● **Directions**: Search the records below for "shared"; copy each line that has it.

● **Information**:
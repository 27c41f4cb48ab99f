//! # Address Resolver
//!
//! Parses human-readable PLC addresses (`I0.0`, `DB1.DBW0`, `ns=2;s=Tag1`)
//! into resolved `(area, offset, width, bit)` tuples. Resolution is purely
//! syntactic; semantics (which areas a protocol accepts, whether a write is
//! legal) are enforced by the target driver.
//!
//! Accepted grammar:
//!
//! | Form | Meaning |
//! |------|---------|
//! | `I<byte>.<bit>` / `Q<byte>.<bit>` / `M<byte>.<bit>` | bit in PE / PA / MK |
//! | `IB<byte>` `IW<byte>` `ID<byte>` (also `Q`, `M`) | 1/2/4-byte access |
//! | `DB<n>.DBB<byte>` / `DBW` / `DBD` | data block, width 1/2/4 |
//! | `DB<n>.DBX<byte>.<bit>` | single bit in a data block |
//! | `T<n>` / `C<n>` | timer / counter word |
//! | `ns=<u>;s=<str>` `ns=<u>;i=<int>` `i=<int>` or bare string | OPC UA NodeId |
//!
//! `A<byte>.<bit>` and `AB/AW/AD<byte>` are accepted as localized aliases
//! for the `Q` output forms and canonicalize to `Q` on display.

use std::fmt;

use crate::error::{GatewayError, GatewayResult};

/// S7/Profibus memory areas with their on-wire area codes.
#[derive(Debug, Clone, Copy, PartialEq, Eq, Hash)]
pub enum MemoryArea {
    /// Process inputs (read-only).
    Pe,
    /// Process outputs.
    Pa,
    /// Merkers (internal flags).
    Mk,
    /// Data blocks.
    Db,
    /// Timers.
    Tm,
    /// Counters.
    Ct,
    /// System data (read-only).
    Sys,
    /// System information (read-only).
    SysInfo,
    /// System flags (read-only).
    SysFlags,
}

impl MemoryArea {
    /// On-wire S7 area code.
    pub fn code(&self) -> u8 {
        match self {
            MemoryArea::Pe => 0x81,
            MemoryArea::Pa => 0x82,
            MemoryArea::Mk => 0x83,
            MemoryArea::Db => 0x84,
            MemoryArea::Tm => 0x1D,
            MemoryArea::Ct => 0x1C,
            MemoryArea::Sys => 0x03,
            MemoryArea::SysInfo => 0x04,
            MemoryArea::SysFlags => 0x05,
        }
    }

    /// Whether writes into this area are rejected before transport.
    pub fn is_read_only(&self) -> bool {
        matches!(
            self,
            MemoryArea::Pe | MemoryArea::Sys | MemoryArea::SysInfo | MemoryArea::SysFlags
        )
    }

    fn prefix(&self) -> &'static str {
        match self {
            MemoryArea::Pe => "I",
            MemoryArea::Pa => "Q",
            MemoryArea::Mk => "M",
            MemoryArea::Db => "DB",
            MemoryArea::Tm => "T",
            MemoryArea::Ct => "C",
            MemoryArea::Sys => "SYS",
            MemoryArea::SysInfo => "SYS_INFO",
            MemoryArea::SysFlags => "SYS_FLAGS",
        }
    }
}

/// OPC UA NodeId identifier part.
#[derive(Debug, Clone, PartialEq, Eq, Hash)]
pub enum NodeIdentifier {
    Numeric(u32),
    Text(String),
}

/// A fully resolved address. Each variant carries an implicit width.
#[derive(Debug, Clone, PartialEq)]
pub enum Address {
    /// Single bit: `I0.0`, `Q0.3`, `M2.7`.
    Bit {
        area: MemoryArea,
        byte: u32,
        bit: u8,
    },
    /// One byte: `IB0`, `QB1`, `MB2`.
    Byte { area: MemoryArea, byte: u32 },
    /// One word: `IW0`, `QW96`, `MW10`.
    Word { area: MemoryArea, byte: u32 },
    /// One double word: `ID100`, `QD4`, `MD20`.
    DWord { area: MemoryArea, byte: u32 },
    /// Data block access of width 1/2/4, optionally a single bit.
    Db {
        db_number: u16,
        byte: u32,
        width: u8,
        bit: Option<u8>,
    },
    /// Timer word: `T5`.
    Timer { number: u16 },
    /// Counter word: `C5`.
    Counter { number: u16 },
    /// OPC UA NodeId.
    OpcUaNode {
        namespace: u16,
        identifier: NodeIdentifier,
    },
}
use fieldgate::{
    DataType, EipDriver, ModbusDriver, PlcValue, ProtocolConfig, ProtocolDriver, ProtocolKind,
    ReadRequest, S7Driver, WriteRequest,
};

// ============================================================================
// Modbus loopback server
// ============================================================================

#[derive(Default)]
struct ModbusState {
    coils: HashMap<u16, bool>,
    registers: HashMap<u16, u16>,
}

async fn handle_modbus_client(mut stream: TcpStream, state: Arc<Mutex<ModbusState>>) {
    loop {
        let mut header = [0u8; 7];
        if stream.read_exact(&mut header).await.is_err() {
            return;
        }
        let length = u16::from_be_bytes([header[4], header[5]]) as usize;
        let unit = header[6];
        let mut pdu = vec![0u8; length - 1];
        if stream.read_exact(&mut pdu).await.is_err() {
            return;
        }

        let response = modbus_dispatch(&pdu, &state);

        let mut frame = Vec::with_capacity(7 + response.len());
        frame.extend_from_slice(&header[0..4]); // echo tid + protocol
        frame.extend_from_slice(&((response.len() + 1) as u16).to_be_bytes());
        frame.push(unit);
        frame.extend_from_slice(&response);
        if stream.write_all(&frame).await.is_err() {
            return;
        }
    }
}

fn modbus_dispatch(pdu: &[u8], state: &Arc<Mutex<ModbusState>>) -> Vec<u8> {
    let fc = pdu[0];
    let addr = u16::from_be_bytes([pdu[1], pdu[2]]);
    let mut state = state.lock().unwrap();

    match fc {
        0x01 => {
            let qty = u16::from_be_bytes([pdu[3], pdu[4]]);
            let mut bytes = vec![0u8; (qty as usize).div_ceil(8)];
            for i in 0..qty {
                if state.coils.get(&(addr + i)).copied().unwrap_or(false) {
                    bytes[(i / 8) as usize] |= 1 << (i % 8);
                }
            }
            let mut out = vec![fc, bytes.len() as u8];
            out.extend_from_slice(&bytes);
            out
        }
        0x03 => {
            let qty = u16::from_be_bytes([pdu[3], pdu[4]]);
            let mut out = vec![fc, (qty * 2) as u8];
            for i in 0..qty {
                let value = state.registers.get(&(addr + i)).copied().unwrap_or(0);
                out.extend_from_slice(&value.to_be_bytes());
            }
            out
        }
        0x05 => {
            let on = pdu[3] == 0xFF;
            state.coils.insert(addr, on);
            pdu.to_vec() // echo
        }
        0x06 => {
            let value = u16::from_be_bytes([pdu[3], pdu[4]]);
            state.registers.insert(addr, value);
            pdu.to_vec() // echo
        }
        0x10 => {
            let qty = u16::from_be_bytes([pdu[3], pdu[4]]);
            for i in 0..qty as usize {
                let value = u16::from_be_bytes([pdu[6 + i * 2], pdu[7 + i * 2]]);
                state.registers.insert(addr + i as u16, value);
            }
            vec![fc, pdu[1], pdu[2], pdu[3], pdu[4]]
        }
        other => vec![other | 0x80, 0x01], // illegal function
    }
}

async fn spawn_modbus_server() -> (u16, Arc<Mutex<ModbusState>>) {
    let listener = TcpListener::bind("127.0.0.1:0").await.unwrap();
    let port = listener.local_addr().unwrap().port();
    let state = Arc::new(Mutex::new(ModbusState::default()));
    let shared = Arc::clone(&state);
    tokio::spawn(async move {
        while let Ok((stream, _)) = listener.accept().await {
            tokio::spawn(handle_modbus_client(stream, Arc::clone(&shared)));
        }
    });
    (port, state)
}

fn modbus_config(port: u16) -> ProtocolConfig {
    ProtocolConfig::new(ProtocolKind::ModbusTcp, "127.0.0.1")
        .with_port(port)
        .with_timeout_ms(2000)
        .with_heartbeat_interval_ms(0)
}

#[tokio::test]
async fn modbus_coil_flip_roundtrip() {
    let (port, _state) = spawn_modbus_server().await;
    let driver = ModbusDriver::new(modbus_config(port));
    driver.connect().await.unwrap();

    driver
        .write(&WriteRequest::new("1", true, DataType::Coil))
        .await
        .unwrap();
    let values = driver
        .read(&ReadRequest::new("1", 1, DataType::Coil))
        .await
        .unwrap();
    assert_eq!(values, vec![PlcValue::Bool(true)]);

    driver
        .write(&WriteRequest::new("1", false, DataType::Coil))
        .await
        .unwrap();
    let values = driver
        .read(&ReadRequest::new("1", 1, DataType::Coil))
        .await
        .unwrap();
    assert_eq!(values, vec![PlcValue::Bool(false)]);

    let status = driver.status();
    assert_eq!(status.error_count, 0);
    assert_eq!(status.success_count, 4);
    driver.disconnect().await.unwrap();
}

#[tokio::test]
async fn modbus_float32_packs_high_word_first() {
    let (port, state) = spawn_modbus_server().await;
    let driver = ModbusDriver::new(modbus_config(port));
    driver.connect().await.unwrap();

    driver
        .write(&WriteRequest::new("40001", 1.5f32, DataType::Float32))
        .await
        .unwrap();

    // 1.5f32 = 0x3FC00000: register 40001 holds the high word.
    {
        let state = state.lock().unwrap();
        assert_eq!(state.registers.get(&40001), Some(&0x3FC0));
        assert_eq!(state.registers.get(&40002), Some(&0x0000));
    }

    let values = driver
        .read(&ReadRequest::new("40001", 1, DataType::Float32))
        .await
        .unwrap();
    assert_eq!(values, vec![PlcValue::Float(1.5)]);
    driver.disconnect().await.unwrap();
}

#[tokio::test]
async fn modbus_uint16_boundary_roundtrip() {
    let (port, _state) = spawn_modbus_server().await;
    let driver = ModbusDriver::new(modbus_config(port));
    driver.connect().await.unwrap();

    driver
        .write(&WriteRequest::new("10", 65535u16, DataType::UInt16))
        .await
        .unwrap();
    let values = driver
        .read(&ReadRequest::new("10", 1, DataType::UInt16))
        .await
        .unwrap();
    assert_eq!(values, vec![PlcValue::UInt(65535)]);

    driver
        .write(&WriteRequest::new("11", -32768i16, DataType::Int16))
        .await
        .unwrap();
    let values = driver
        .read(&ReadRequest::new("11", 1, DataType::Int16))
        .await
        .unwrap();
    assert_eq!(values, vec![PlcValue::Int(-32768)]);

    // Out of range never reaches the wire.
    let result = driver
        .write(&WriteRequest::new("12", 65536u32, DataType::UInt16))
        .await;
    assert!(result.is_err());

    driver.disconnect().await.unwrap();
}

#[tokio::test]
async fn modbus_connect_is_idempotent() {
    let (port, _state) = spawn_modbus_server().await;
    let driver = ModbusDriver::new(modbus_config(port));

    driver.connect().await.unwrap();
    driver.connect().await.unwrap(); // no-op
    assert!(driver.status().is_connected);

    driver.disconnect().await.unwrap();
    driver.disconnect().await.unwrap(); // no-op
    assert!(!driver.status().is_connected);
}

// ============================================================================
// Ethernet/IP loopback target
// ============================================================================

struct EipServerState {
    /// (command, session_handle) of every received frame, in order.
    frames: Vec<(u16, u32)>,
    tags: HashMap<String, Vec<u8>>,
}

const EIP_SESSION: u32 = 0x11223344;

async fn handle_eip_client(mut stream: TcpStream, state: Arc<Mutex<EipServerState>>) {
    loop {
        let mut header = [0u8; 24];
        if stream.read_exact(&mut header).await.is_err() {
            return;
        }
        let command = u16::from_le_bytes([header[0], header[1]]);
        let length = u16::from_le_bytes([header[2], header[3]]) as usize;
        let session = u32::from_le_bytes([header[4], header[5], header[6], header[7]]);
        let mut data = vec![0u8; length];
        if length > 0 && stream.read_exact(&mut data).await.is_err() {
            return;
        }
        state.lock().unwrap().frames.push((command, session));

        let reply = match command {
            0x0065 => {
                // RegisterSession: echo version/options, assign a handle.
                let mut out = eip_header(0x0065, EIP_SESSION, 4);
                out.extend_from_slice(&data);
                out
            }
            0x0066 => return, // UnRegisterSession: peer closes
            0x0063 => eip_header(0x0063, session, 0),
            0x006F => {
                let cip = &data[16..];
                let cip_reply = cip_dispatch(cip, &state);
                let mut payload = Vec::new();
                payload.extend_from_slice(&0u32.to_le_bytes()); // interface
                payload.extend_from_slice(&0u16.to_le_bytes()); // timeout
                payload.extend_from_slice(&2u16.to_le_bytes()); // item count
                payload.extend_from_slice(&0u16.to_le_bytes()); // null item
                payload.extend_from_slice(&0u16.to_le_bytes());
                payload.extend_from_slice(&0x00B2u16.to_le_bytes());
                payload.extend_from_slice(&(cip_reply.len() as u16).to_le_bytes());
                payload.extend_from_slice(&cip_reply);
                let mut out = eip_header(0x006F, session, payload.len() as u16);
                out.extend_from_slice(&payload);
                out
            }
            _ => eip_header(command, session, 0),
        };
        if stream.write_all(&reply).await.is_err() {
            return;
        }
    }
}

● **Response to this exercise**:
    let shared = Arc::clone(&state);
            tokio::spawn(handle_modbus_client(stream, Arc::clone(&shared)));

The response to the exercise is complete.